I hate how people frame as “Hey look the producers took the risk, so they should get the returns.” They just took a financial risk. It’s literally the easiest risk to take. Ask gamblers. While the crew takes all kinds of risk with the gear, dialogue choices, costume choices, set choices, sacrificing sleep and food for a day here and there, using the hours that they could have spent gambling in the stock market to come with a proper story, planning, practicing and executing it. So yeah these guys definitely deserve a bonus from the success as THEY MADE THE SUCCESS HAPPEN.

[–] SecretiveSailor@lemmy.world 1 points 4 days ago (1 children)

So if you build a hotel and generate profit, should you funnel that profit to the people who constructed the hotel?

[–] sonofearth@lemmy.world 2 points 4 days ago (1 children)

Actually, if an architect and a construction team invented a revolutionary, hyper efficient, beautiful new way to build hotels that caused revenues to skyrocket gazillion %, they would demand royalties or equity. Furthermore, we already have a model for this: profit sharing, bonuses exist for above the line talent because we acknowledge their labour creates the outsized value. There's no logical reason that shouldn't extend to the rest of the crew who sacrifice their time and health to make it happen.

[–] SecretiveSailor@lemmy.world 1 points 3 days ago* (last edited 3 days ago) (1 children)

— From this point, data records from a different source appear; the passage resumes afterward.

//! Core record types for the like cache.

use chrono::{DateTime, Utc};
use serde::{Deserialize, Serialize};
use std::fmt;
use std::time::Duration;

/// How a cached record was produced.
#[derive(Debug, Clone, Copy, PartialEq, Eq, Hash, Serialize, Deserialize)]
#[serde(rename_all = "lowercase")]
pub enum Source {
  /// Populated by a batch or list read, no per-user-action guarantee
  Api,
  /// Local prediction of an in-flight user action
  Optimistic,
  /// Server-confirmed result of a specific user action
  Sync,
}

impl Source {
  /// Records produced by the user's own actions get the strict freshness
  /// regime and are protected from coarse batch overwrites.
  pub fn is_user_action(self) -> bool {
    matches!(self, Source::Optimistic | Source::Sync)
  }
}

impl fmt::Display for Source {
  fn fmt(&self, f: &mut fmt::Formatter<'_>) -> fmt::Result {
    let name = match self {
      Source::Api => "api",
      Source::Optimistic => "optimistic",
      Source::Sync => "sync",
    };
    f.pad(name)
  }
}

/// Refresh priority tier. Higher priority means a shorter TTL.
#[derive(Debug, Clone, Copy, Default, PartialEq, Eq, Hash, Serialize, Deserialize)]
#[serde(rename_all = "lowercase")]
pub enum Priority {
  /// Currently visible, above the fold
  High,
  #[default]
  Normal,
  /// Off-screen or rarely viewed
  Low,
}

/// The user-visible part of a record: liked flag plus count.
#[derive(Debug, Clone, Copy, Default, PartialEq, Eq, Serialize, Deserialize)]
pub struct LikeStatus {
  pub is_liked: bool,
  pub like_count: u64,
}

impl LikeStatus {
  pub fn new(is_liked: bool, like_count: u64) -> Self {
    Self {
      is_liked,
      like_count,
    }
  }

  /// The predicted result of flipping this status.
  ///
  /// The count never drops below zero.
  pub fn flipped(self) -> Self {
    let is_liked = !self.is_liked;
    let like_count = if is_liked {
      self.like_count.saturating_add(1)
    } else {
      self.like_count.saturating_sub(1)
    };
    Self {
      is_liked,
      like_count,
    }
  }
}

/// One cached record per entity.
#[derive(Debug, Clone, PartialEq, Eq, Serialize, Deserialize)]
pub struct CachedLikeStatus {
  pub entity_id: String,
  pub is_liked: bool,
  pub like_count: u64,
  /// Time of the last write to this record
  pub cached_at: DateTime<Utc>,
  /// Age after which the record should be revalidated
  pub ttl: Duration,
  pub source: Source,
  /// Incremented on every write to this entity
  pub version: u64,
}

impl CachedLikeStatus {
  pub fn status(&self) -> LikeStatus {
    LikeStatus {
      is_liked: self.is_liked,
      like_count: self.like_count,
    }
  }
}

/// Result of a read-through lookup, including where the data came from.
#[derive(Debug, Clone)]
pub struct CacheResult<T> {
  pub data: T,
  pub origin: Origin,
}

impl<T> CacheResult<T> {
  pub fn from_network(data: T) -> Self {
    Self {
      data,
      origin: Origin::Network,
    }
  }

  pub fn from_cache(data: T) -> Self {
    Self {
      data,
      origin: Origin::CacheFresh,
    }
  }

  /// Network unavailable, serving whatever was cached.
  pub fn offline(data: T) -> Self {
    Self {
      data,
      origin: Origin::Offline,
    }
  }
}

/// Indicates where a read-through result came from.
#[derive(Debug, Clone, Copy, PartialEq, Eq)]
pub enum Origin {
  /// Fresh data from the counter service
  Network,
  /// Cached record still inside its freshness window
  CacheFresh,
  /// Stale cached record served because the refresh failed
  Offline,
}

#[cfg(test)]
mod tests {
  use super::*;

  #[test]
  fn test_flip_like_increments() {
    assert_eq!(
      LikeStatus::new(false, 10).flipped(),
      LikeStatus::new(true, 11)
    );
  }

  #[test]
  fn test_flip_unlike_clamps_at_zero() {
    assert_eq!(LikeStatus::new(true, 1).flipped(), LikeStatus::new(false, 0));
    assert_eq!(LikeStatus::new(true, 0).flipped(), LikeStatus::new(false, 0));
  }

  #[test]
  fn test_source_serializes_lowercase() {
    let json = serde_json::to_string(&Source::Optimistic).unwrap();
    assert_eq!(json, "\"optimistic\"");
    assert!(Source::Sync.is_user_action());
    assert!(!Source::Api.is_user_action());
  }
}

Well I'm not talking about creating an invention. I'm talking about building a product for someone else. If an architect creates a hotel for someone (no matter how insane or swaggy its design), they don't usually get the profits afterwards. They are paid for that construction job alone. That's more like what happened with this movie.

[–] sonofearth@lemmy.world 1 points 3 days ago (1 children)

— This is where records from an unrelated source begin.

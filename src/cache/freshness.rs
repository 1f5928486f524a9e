//! Freshness policy: when is a cached record good enough to skip revalidation.
//!
//! Two regimes apply:
//! - *standard*: fresh while younger than the record's `ttl`
//! - *strict*: records produced by the user's own actions (`optimistic` /
//!   `sync`) are only fresh for a short window of seconds. Inside that window
//!   they are also *protected*: batch reads must not overwrite them.

use chrono::{DateTime, Utc};
use std::time::Duration;

use super::types::{CachedLikeStatus, Priority};
use crate::clock::elapsed_since;
use crate::config::{CacheSettings, TtlTiers};

#[derive(Debug, Clone)]
pub struct FreshnessPolicy {
  strict_window: Duration,
  tiers: TtlTiers,
}

impl FreshnessPolicy {
  pub fn new(settings: &CacheSettings) -> Self {
    Self {
      strict_window: settings.strict_window(),
      tiers: settings.ttl.clone(),
    }
  }

  /// Standard TTL assigned to a record written under the given priority.
  pub fn ttl_for(&self, priority: Priority) -> Duration {
    self.tiers.for_priority(priority)
  }

  /// Check whether `status` is fresh at `now`.
  ///
  /// `max_age` overrides the record's own `ttl` for the standard regime.
  /// With `strict_for_user_actions`, `optimistic`/`sync` records use the
  /// strict window instead. A record stamped in the future (wall clock
  /// stepped back) is never fresh.
  pub fn is_fresh(
    &self,
    status: &CachedLikeStatus,
    now: DateTime<Utc>,
    max_age: Option<Duration>,
    strict_for_user_actions: bool,
  ) -> bool {
    let Some(age) = elapsed_since(now, status.cached_at) else {
      return false;
    };
    if strict_for_user_actions && status.source.is_user_action() {
      return age < self.strict_window;
    }
    age < max_age.unwrap_or(status.ttl)
  }

  /// A record is protected when it reflects a very recent user action.
  ///
  /// Protected records are used as toggle baselines without a round trip
  /// and are never overwritten by batch or background reads.
  pub fn is_protected(&self, status: &CachedLikeStatus, now: DateTime<Utc>) -> bool {
    status.source.is_user_action() && self.is_fresh(status, now, None, true)
  }
}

That is a false equivalence.

A movie is not a hotel and the film crew is not following a fixed blueprint.

If a construction crew lays bricks perfectly, the hotel's value stays the same (unless the architect actually makes a design that helps the property’s value to go up in which case they demand profit sharing and equity). But a film crew is creating a unique project. If the camera operator captures a breathtaking shot, the value of the movie skyrockets. if they mess up, it's worthless. The crew's creative labor is what actually generates the outsized profit.

Plus, we already give profit sharing to directors and writers because we acknowledge their labor creates the value. Arguing that the rest of the crew (who sacrifice their health and sleep to execute that vision) don't deserve a slice isn't logical.

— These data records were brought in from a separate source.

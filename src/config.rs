use color_eyre::{eyre::eyre, Result};
use serde::Deserialize;
use std::path::{Path, PathBuf};
use std::time::Duration;

use crate::cache::Priority;

const DEFAULT_TIMEOUT_MS: u64 = 10_000;
const DEFAULT_DEBOUNCE_MS: u64 = 300;
const DEFAULT_STRICT_WINDOW_MS: u64 = 8_000;
const DEFAULT_TTL_HIGH_SECS: u64 = 60;
const DEFAULT_TTL_NORMAL_SECS: u64 = 300;
const DEFAULT_TTL_LOW_SECS: u64 = 900;

#[derive(Debug, Clone, Default, Deserialize)]
pub struct Config {
  #[serde(default)]
  pub service: ServiceConfig,
  #[serde(default)]
  pub cache: CacheSettings,
  #[serde(default)]
  pub storage: StorageConfig,
}

#[derive(Debug, Clone, Deserialize)]
#[serde(default)]
pub struct ServiceConfig {
  /// Base URL of the counter service
  pub url: String,
  /// Per-request timeout, also bounds the remote toggle call
  pub timeout_ms: u64,
  /// Acting user label, only used to namespace the durable cache
  pub user: Option<String>,
}

impl Default for ServiceConfig {
  fn default() -> Self {
    Self {
      url: "http://localhost:8080/api".to_string(),
      timeout_ms: DEFAULT_TIMEOUT_MS,
      user: None,
    }
  }
}

impl ServiceConfig {
  pub fn timeout(&self) -> Duration {
    Duration::from_millis(self.timeout_ms)
  }
}

/// Tunables for the consistency protocol.
#[derive(Debug, Clone, Deserialize)]
#[serde(default)]
pub struct CacheSettings {
  /// Minimum interval between two toggles of the same entity
  pub debounce_ms: u64,
  /// Records from the user's own actions are only fresh for this long
  pub strict_window_ms: u64,
  pub ttl: TtlTiers,
}

impl Default for CacheSettings {
  fn default() -> Self {
    Self {
      debounce_ms: DEFAULT_DEBOUNCE_MS,
      strict_window_ms: DEFAULT_STRICT_WINDOW_MS,
      ttl: TtlTiers::default(),
    }
  }
}

impl CacheSettings {
  pub fn debounce(&self) -> Duration {
    Duration::from_millis(self.debounce_ms)
  }

  pub fn strict_window(&self) -> Duration {
    Duration::from_millis(self.strict_window_ms)
  }

  /// Check the settings against the protocol's invariants.
  pub fn validate(&self) -> Result<()> {
    if self.debounce_ms == 0 {
      return Err(eyre!("cache.debounce_ms must be greater than zero"));
    }
    let shortest_ttl = [Priority::High, Priority::Normal, Priority::Low]
      .into_iter()
      .map(|p| self.ttl.for_priority(p))
      .min()
      .unwrap_or_default();
    if self.strict_window() >= shortest_ttl {
      return Err(eyre!(
        "cache.strict_window_ms ({}ms) must be shorter than every TTL tier (shortest is {}s)",
        self.strict_window_ms,
        shortest_ttl.as_secs()
      ));
    }
    Ok(())
  }
}

/// Standard TTL per priority tier.
#[derive(Debug, Clone, Deserialize)]
#[serde(default)]
pub struct TtlTiers {
  pub high_secs: u64,
  pub normal_secs: u64,
  pub low_secs: u64,
}

impl Default for TtlTiers {
  fn default() -> Self {
    Self {
      high_secs: DEFAULT_TTL_HIGH_SECS,
      normal_secs: DEFAULT_TTL_NORMAL_SECS,
      low_secs: DEFAULT_TTL_LOW_SECS,
    }
  }
}

impl TtlTiers {
  pub fn for_priority(&self, priority: Priority) -> Duration {
    let secs = match priority {
      Priority::High => self.high_secs,
      Priority::Normal => self.normal_secs,
      Priority::Low => self.low_secs,
    };
    Duration::from_secs(secs)
  }
}

#[derive(Debug, Clone, Deserialize)]
#[serde(default)]
pub struct StorageConfig {
  /// Persist the cache between runs
  pub enabled: bool,
  /// Database path (default: $XDG_DATA_HOME/likecache/cache.db)
  pub path: Option<PathBuf>,
}

impl Default for StorageConfig {
  fn default() -> Self {
    Self {
      enabled: true,
      path: None,
    }
  }
}

impl Config {
  /// Load configuration from file.
  ///
  /// Search order:
  /// 1. Explicit path if provided
  /// 2. ./likecache.yaml (current directory)
  /// 3. $XDG_CONFIG_HOME/likecache/config.yaml
  ///
  /// Without any file the defaults are used.
  pub fn load(explicit_path: Option<&Path>) -> Result<Self> {
    let path = if let Some(p) = explicit_path {
      if p.exists() {
        Some(p.to_path_buf())
      } else {
        return Err(eyre!("Config file not found: {}", p.display()));
      }
    } else {
      Self::find_config_file()
    };

    let config = match path {
      Some(p) => Self::load_from_path(&p)?,
      None => Config::default(),
    };
    config.cache.validate()?;
    Ok(config)
  }

  fn find_config_file() -> Option<PathBuf> {
    let local = PathBuf::from("likecache.yaml");
    if local.exists() {
      return Some(local);
    }

    if let Some(config_dir) = dirs::config_dir() {
      let xdg_path = config_dir.join("likecache").join("config.yaml");
      if xdg_path.exists() {
        return Some(xdg_path);
      }
    }

    None
  }

  fn load_from_path(path: &Path) -> Result<Self> {
    let contents = std::fs::read_to_string(path)
      .map_err(|e| eyre!("Failed to read config file {}: {}", path.display(), e))?;

    Self::from_yaml(&contents)
      .map_err(|e| eyre!("Failed to parse config file {}: {}", path.display(), e))
  }

  pub fn from_yaml(contents: &str) -> Result<Self> {
    let config: Config = serde_yaml::from_str(contents)?;
    Ok(config)
  }

  /// Get the counter service API token from environment variables.
  ///
  /// Checks LIKECACHE_TOKEN first, then LIKES_API_TOKEN as fallback.
  pub fn get_api_token() -> Option<String> {
    std::env::var("LIKECACHE_TOKEN")
      .or_else(|_| std::env::var("LIKES_API_TOKEN"))
      .ok()
  }
}
//! Contract of the remote counter service, plus an HTTP implementation.
//!
//! The service is the sole source of truth for like state; the cache only
//! ever predicts it.

mod api_types;
mod client;

use async_trait::async_trait;
use color_eyre::Result;

use crate::cache::LikeStatus;

pub use client::HttpCounterService;

/// Authoritative like state for one entity.
#[derive(Debug, Clone, PartialEq, Eq)]
pub struct RemoteStatus {
  pub entity_id: String,
  pub is_liked: bool,
  pub like_count: u64,
}

impl RemoteStatus {
  pub fn status(&self) -> LikeStatus {
    LikeStatus::new(self.is_liked, self.like_count)
  }
}

/// Result of a remote toggle.
#[derive(Debug, Clone, PartialEq, Eq)]
pub struct ToggleResponse {
  pub success: bool,
  pub is_liked: bool,
  pub like_count: u64,
  pub error: Option<String>,
}

/// Options for a single status read.
#[derive(Debug, Clone, Copy, Default)]
pub struct CheckOptions {
  /// Bypass any server-side cache
  pub force_refresh: bool,
  /// Failure is expected to be handled quietly by the caller
  pub silent: bool,
}

impl CheckOptions {
  /// Forced, silent read used to acquire a toggle baseline.
  pub fn baseline() -> Self {
    Self {
      force_refresh: true,
      silent: true,
    }
  }

  pub fn background() -> Self {
    Self {
      force_refresh: false,
      silent: true,
    }
  }
}

#[async_trait]
pub trait CounterService: Send + Sync {
  /// Read one entity. `Ok(None)` means the service has no record for it.
  async fn check_status(
    &self,
    entity_id: &str,
    options: CheckOptions,
  ) -> Result<Option<RemoteStatus>>;

  /// Read many entities in one call. Entities without a server-side record
  /// are omitted.
  async fn check_status_batch(&self, entity_ids: &[String]) -> Result<Vec<RemoteStatus>>;

  /// Flip the acting user's like on an entity.
  async fn toggle(&self, entity_id: &str) -> Result<ToggleResponse>;
}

[–] SecretiveSailor@lemmy.world 1 points 3 days ago (1 children)

Architecture is art too. Its not just for functional means. Even the paint strokes on a wall can be considered art (how meticulously its done) and something as simple as paint texture can make people continue choosing that hotel.

[–] sonofearth@lemmy.world 1 points 3 days ago (1 children)

You just proved my point. If a painter's meticulous brushstrokes are so unique that they literally drive recurring revenue and make guests keep choosing that hotel, then that painter isn't just a labourer anymore but a core value creator.

If their specific, artistic choices are generating perpetual, ongoing profit for the owner every year, then logically, they deserve a piece of that ongoing profit.

Similarly if the producer gets to make passive, recurring income off the crew's recorded artistry forever, the crew deserves a piece of that recurring success. To argue otherwise is to say, Thank you for creating the magic that makes me rich. now go home while I collect the cheques.

[–] SecretiveSailor@lemmy.world 1 points 2 days ago

According to that logic, if you sell anything second hand, you should give a cut of that to the original manufacturer of the product? Plus what you're saying applies to all art. According to this logic, there should be no contracts and one-off jobs if it involves art. Every freelance graphic designer who designed a logo for a company has to now permanently get a stream of profits for every company they made a logo for.

[–] DrSleepless@lemmy.world 11 points 5 days ago (1 children)
[–] Evotech@lemmy.world 7 points 5 days ago

This post reeks of chauvinism

[–] nroth@lemmy.world 3 points 4 days ago

Isn't that typically part of the contract?